• [What the exercise asks]:
Copy out every line of the listing in which "anyhow" appears.

• [Input]:
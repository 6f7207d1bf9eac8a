use std::borrow::Cow;

use percent_encoding::{utf8_percent_encode, AsciiSet, NON_ALPHANUMERIC};

/// Characters left alone in a path segment or query component.
const COMPONENT: &AsciiSet = &NON_ALPHANUMERIC
    .remove(b'-')
    .remove(b'_')
    .remove(b'.')
    .remove(b'~');

/// Builder for API proxy paths with a query.
///
/// ```rust
/// use dashboard_client::ApiPathBuilder;
///
/// let path = ApiPathBuilder::resource("course-batches")
///     .segment("batch 7")
///     .arg("include", "mentors")
///     .maybe_arg("page", &None::<u32>)
///     .build();
///
/// assert_eq!(&path, "/api/course-batches/batch%207?include=mentors");
/// ```
#[derive(Clone, Debug)]
pub struct ApiPathBuilder {
    url: String,
    separator: char,
}

impl ApiPathBuilder {
    /// Prefix every proxy endpoint lives under.
    pub const API_PREFIX: &'static str = "/api";

    /// Creates a new builder from a base path. The base is taken verbatim.
    pub fn new<'a>(base: impl Into<Cow<'a, str>>) -> Self {
        Self {
            url: base.into().into_owned(),
            separator: '?',
        }
    }

    /// Creates a builder for `/api/<resource>`.
    pub fn resource(resource: &str) -> Self {
        Self::new(Self::API_PREFIX).segment(resource)
    }

    /// Appends a percent-encoded path segment.
    ///
    /// Must be called before any query argument was added.
    pub fn segment<T: std::fmt::Display>(mut self, segment: T) -> Self {
        debug_assert_eq!(self.separator, '?', "path segment added after query arguments");
        if !self.url.ends_with('/') {
            self.url.push('/');
        }
        self.url
            .extend(utf8_percent_encode(&segment.to_string(), COMPONENT));
        self
    }

    /// Adds an argument to the query.
    ///
    /// The name and value will be percent-encoded.
    pub fn arg<T: std::fmt::Display>(mut self, name: &str, value: T) -> Self {
        self.push_separator_and_name(name);
        self.push_encoded(&value.to_string());
        self
    }

    /// Adds an optional argument to the query.
    ///
    /// Does nothing if the value is `None`. See [`arg`](Self::arg) for more details.
    pub fn maybe_arg<T: std::fmt::Display>(mut self, name: &str, value: &Option<T>) -> Self {
        if let Some(value) = value {
            self = self.arg(name, value);
        }
        self
    }

    /// Adds one `name=value` pair per entry, the way form encoded arrays are sent.
    pub fn list_arg<I>(mut self, name: &str, values: I) -> Self
    where
        I: IntoIterator<Item: std::fmt::Display>,
    {
        for entry in values {
            self = self.arg(name, entry);
        }
        self
    }

    /// Builds the url.
    pub fn build(self) -> String {
        self.url
    }

    fn push_separator_and_name(&mut self, name: &str) {
        self.url.push(self.separator);
        self.separator = '&';
        self.push_encoded(name);
        self.url.push('=');
    }

    fn push_encoded(&mut self, value: &str) {
        self.url.extend(utf8_percent_encode(value, COMPONENT));
    }
}
use tracing::level_filters::LevelFilter;
use tracing_log::{AsLog, LogTracer};
use tracing_subscriber::layer::SubscriberExt;
use tracing_subscriber::Layer;

use crate::{journald_or_stderr_layer, level_from_env, stderr_layer};

type BoxedLayer =
    Box<dyn tracing_subscriber::Layer<tracing_subscriber::Registry> + Send + Sync + 'static>;

/// Builder to compose the logging layers of a process.
///
/// Holds a global log level which is applied to every layer. `init` can only succeed once per
/// process.
///
/// # Examples
///
/// ```
/// # use dashboard_log::{Logger, LevelFilter};
/// # fn func() -> Result<(), anyhow::Error> {
/// // a service running under systemd
/// Logger::from_env("DASHBOARD_LOG", LevelFilter::INFO)
///     .journald()
///     .init()?;
/// # Ok(())
/// # }
/// # func().expect("failed to init logger");
/// ```
pub struct Logger {
    global_log_level: LevelFilter,
    layer: Vec<BoxedLayer>,
}

impl Logger {
    /// Create a logger without layers, taking the level from `env_var`.
    ///
    /// A missing variable selects `default_log_level`, so does an unparsable one (after a
    /// warning on stderr).
    pub fn from_env(env_var: &str, default_log_level: LevelFilter) -> Logger {
        Self::with_level(level_from_env(env_var, default_log_level))
    }

    pub fn with_level(log_level: LevelFilter) -> Logger {
        Logger {
            global_log_level: log_level,
            layer: Vec::new(),
        }
    }

    pub fn level(&self) -> LevelFilter {
        self.global_log_level
    }

    /// Print to journald, or to stderr if the journal cannot be opened.
    pub fn journald(mut self) -> Logger {
        self.layer.push(
            journald_or_stderr_layer()
                .with_filter(self.global_log_level)
                .boxed(),
        );
        self
    }

    /// Print to stderr in the compact format (level and message, no timestamp).
    pub fn stderr(mut self) -> Logger {
        self.layer
            .push(stderr_layer().with_filter(self.global_log_level).boxed());
        self
    }

    /// Install the configured layers as global subscriber.
    ///
    /// Also sets up the `LogTracer` so `log` records are turned into tracing events.
    pub fn init(self) -> Result<(), anyhow::Error> {
        let registry = tracing_subscriber::registry().with(self.layer);
        tracing::subscriber::set_global_default(registry)?;

        LogTracer::init_with_filter(self.global_log_level.as_log())?;
        Ok(())
    }
}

• [Written reply]:
/// # fn func() -> Result<(), anyhow::Error> {
    pub fn init(self) -> Result<(), anyhow::Error> {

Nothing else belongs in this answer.